__Work item__.
All of the records should be restated word for word.

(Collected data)
>>>>
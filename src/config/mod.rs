use std::env;
use std::net::SocketAddr;
use std::path::PathBuf;
use std::str::FromStr;
use std::time::Duration;

use anyhow::{bail, Context};

pub mod cors;
pub mod security;

pub use cors::create_cors_layer;
pub use security::create_security_headers_layer;

const DEV_JWT_SECRET: &str = "eventkoi-dev-secret-change-me";
const DEFAULT_ALLOWED_ORIGINS: &str = "http://localhost:3000,http://localhost:5173";

#[derive(Debug, Clone)]
pub struct Config {
    pub database_url: String,
    pub bind_addr: SocketAddr,
    pub db_max_connections: u32,
    pub jwt_secret: String,
    pub jwt_expiration_hours: u64,
    pub upload_dir: PathBuf,
    pub max_upload_bytes: usize,
    pub reminder_interval: Duration,
    pub reminder_lead: chrono::Duration,
    pub cors_allowed_origins: String,
    pub production: bool,
}

impl Config {
    pub fn from_env() -> anyhow::Result<Self> {
        let production = env::var("RUST_ENV")
            .map(|v| v.to_lowercase() == "production")
            .unwrap_or(false);

        let jwt_secret = match env::var("JWT_SECRET") {
            Ok(secret) if !secret.trim().is_empty() => secret,
            _ if production => bail!("JWT_SECRET must be set when RUST_ENV=production"),
            _ => {
                tracing::warn!("JWT_SECRET not set, using the development secret");
                DEV_JWT_SECRET.to_string()
            }
        };

        Ok(Self {
            database_url: env::var("DATABASE_URL")
                .unwrap_or_else(|_| "postgres://localhost/eventkoi".to_string()),
            bind_addr: parse_var("BIND_ADDR", "0.0.0.0:3001")?,
            db_max_connections: parse_var("DB_MAX_CONNECTIONS", "5")?,
            jwt_secret,
            jwt_expiration_hours: parse_var("JWT_EXPIRATION_HOURS", "24")?,
            upload_dir: PathBuf::from(
                env::var("UPLOAD_DIR").unwrap_or_else(|_| "./uploads".to_string()),
            ),
            max_upload_bytes: parse_var("MAX_UPLOAD_BYTES", "10485760")?,
            reminder_interval: Duration::from_secs(parse_var("REMINDER_INTERVAL_SECS", "60")?),
            reminder_lead: chrono::Duration::minutes(parse_var("REMINDER_LEAD_MINUTES", "1440")?),
            cors_allowed_origins: env::var("CORS_ALLOWED_ORIGINS")
                .unwrap_or_else(|_| DEFAULT_ALLOWED_ORIGINS.to_string()),
            production,
        })
    }

    /// Configuration for tests and tools that never touch the environment.
    pub fn for_tests() -> Self {
        Self {
            database_url: "postgres://localhost/eventkoi_test".to_string(),
            bind_addr: SocketAddr::from(([127, 0, 0, 1], 0)),
            db_max_connections: 5,
            jwt_secret: "test-secret".to_string(),
            jwt_expiration_hours: 1,
            upload_dir: env::temp_dir().join("eventkoi-test-uploads"),
            max_upload_bytes: 1024 * 1024,
            reminder_interval: Duration::from_secs(60),
            reminder_lead: chrono::Duration::minutes(60),
            cors_allowed_origins: DEFAULT_ALLOWED_ORIGINS.to_string(),
            production: false,
        }
    }
}

fn parse_var<T>(key: &str, default: &str) -> anyhow::Result<T>
where
    T: FromStr,
    T::Err: std::error::Error + Send + Sync + 'static,
{
    let raw = env::var(key).unwrap_or_else(|_| default.to_string());
    raw.trim()
        .parse::<T>()
        .with_context(|| format!("{} has an invalid value: '{}'", key, raw))
}
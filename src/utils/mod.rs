pub mod error;
pub mod extract;
pub mod response;
pub mod search;
pub mod validation;

pub use error::AppError;
pub use extract::{AppJson, AppPath, AppQuery};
<<<<
__Result of the exercise__.
filename src/config/mod.rs
use std::env;
use std::net::SocketAddr;
use std::path::PathBuf;
use std::str::FromStr;
use std::time::Duration;

use anyhow::{bail, Context};

pub mod cors;
pub mod security;

pub use cors::create_cors_layer;
pub use security::create_security_headers_layer;

const DEV_JWT_SECRET: &str = "eventkoi-dev-secret-change-me";
const DEFAULT_ALLOWED_ORIGINS: &str = "http://localhost:3000,http://localhost:5173";

#[derive(Debug, Clone)]
pub struct Config {
    pub database_url: String,
    pub bind_addr: SocketAddr,
    pub db_max_connections: u32,
    pub jwt_secret: String,
    pub jwt_expiration_hours: u64,
    pub upload_dir: PathBuf,
    pub max_upload_bytes: usize,
    pub reminder_interval: Duration,
    pub reminder_lead: chrono::Duration,
    pub cors_allowed_origins: String,
    pub production: bool,
}

impl Config {
    pub fn from_env() -> anyhow::Result<Self> {
        let production = env::var("RUST_ENV")
            .map(|v| v.to_lowercase() == "production")
            .unwrap_or(false);

        let jwt_secret = match env::var("JWT_SECRET") {
            Ok(secret) if !secret.trim().is_empty() => secret,
            _ if production => bail!("JWT_SECRET must be set when RUST_ENV=production"),
            _ => {
                tracing::warn!("JWT_SECRET not set, using the development secret");
                DEV_JWT_SECRET.to_string()
            }
        };

        Ok(Self {
            database_url: env::var("DATABASE_URL")
                .unwrap_or_else(|_| "postgres://localhost/eventkoi".to_string()),
            bind_addr: parse_var("BIND_ADDR", "0.0.0.0:3001")?,
            db_max_connections: parse_var("DB_MAX_CONNECTIONS", "5")?,
            jwt_secret,
            jwt_expiration_hours: parse_var("JWT_EXPIRATION_HOURS", "24")?,
            upload_dir: PathBuf::from(
                env::var("UPLOAD_DIR").unwrap_or_else(|_| "./uploads".to_string()),
            ),
            max_upload_bytes: parse_var("MAX_UPLOAD_BYTES", "10485760")?,
            reminder_interval: Duration::from_secs(parse_var("REMINDER_INTERVAL_SECS", "60")?),
            reminder_lead: chrono::Duration::minutes(parse_var("REMINDER_LEAD_MINUTES", "1440")?),
            cors_allowed_origins: env::var("CORS_ALLOWED_ORIGINS")
                .unwrap_or_else(|_| DEFAULT_ALLOWED_ORIGINS.to_string()),
            production,
        })
    }

    /// Configuration for tests and tools that never touch the environment.
    pub fn for_tests() -> Self {
        Self {
            database_url: "postgres://localhost/eventkoi_test".to_string(),
            bind_addr: SocketAddr::from(([127, 0, 0, 1], 0)),
            db_max_connections: 5,
            jwt_secret: "test-secret".to_string(),
            jwt_expiration_hours: 1,
            upload_dir: env::temp_dir().join("eventkoi-test-uploads"),
            max_upload_bytes: 1024 * 1024,
            reminder_interval: Duration::from_secs(60),
            reminder_lead: chrono::Duration::minutes(60),
            cors_allowed_origins: DEFAULT_ALLOWED_ORIGINS.to_string(),
            production: false,
        }
    }
}

fn parse_var<T>(key: &str, default: &str) -> anyhow::Result<T>
where
    T: FromStr,
    T::Err: std::error::Error + Send + Sync + 'static,
{
    let raw = env::var(key).unwrap_or_else(|_| default.to_string());
    raw.trim()
        .parse::<T>()
        .with_context(|| format!("{} has an invalid value: '{}'", key, raw))
}
filename src/utils/mod.rs
pub mod error;
pub mod extract;
pub mod response;
pub mod search;
pub mod validation;

pub use error::AppError;
pub use extract::{AppJson, AppPath, AppQuery};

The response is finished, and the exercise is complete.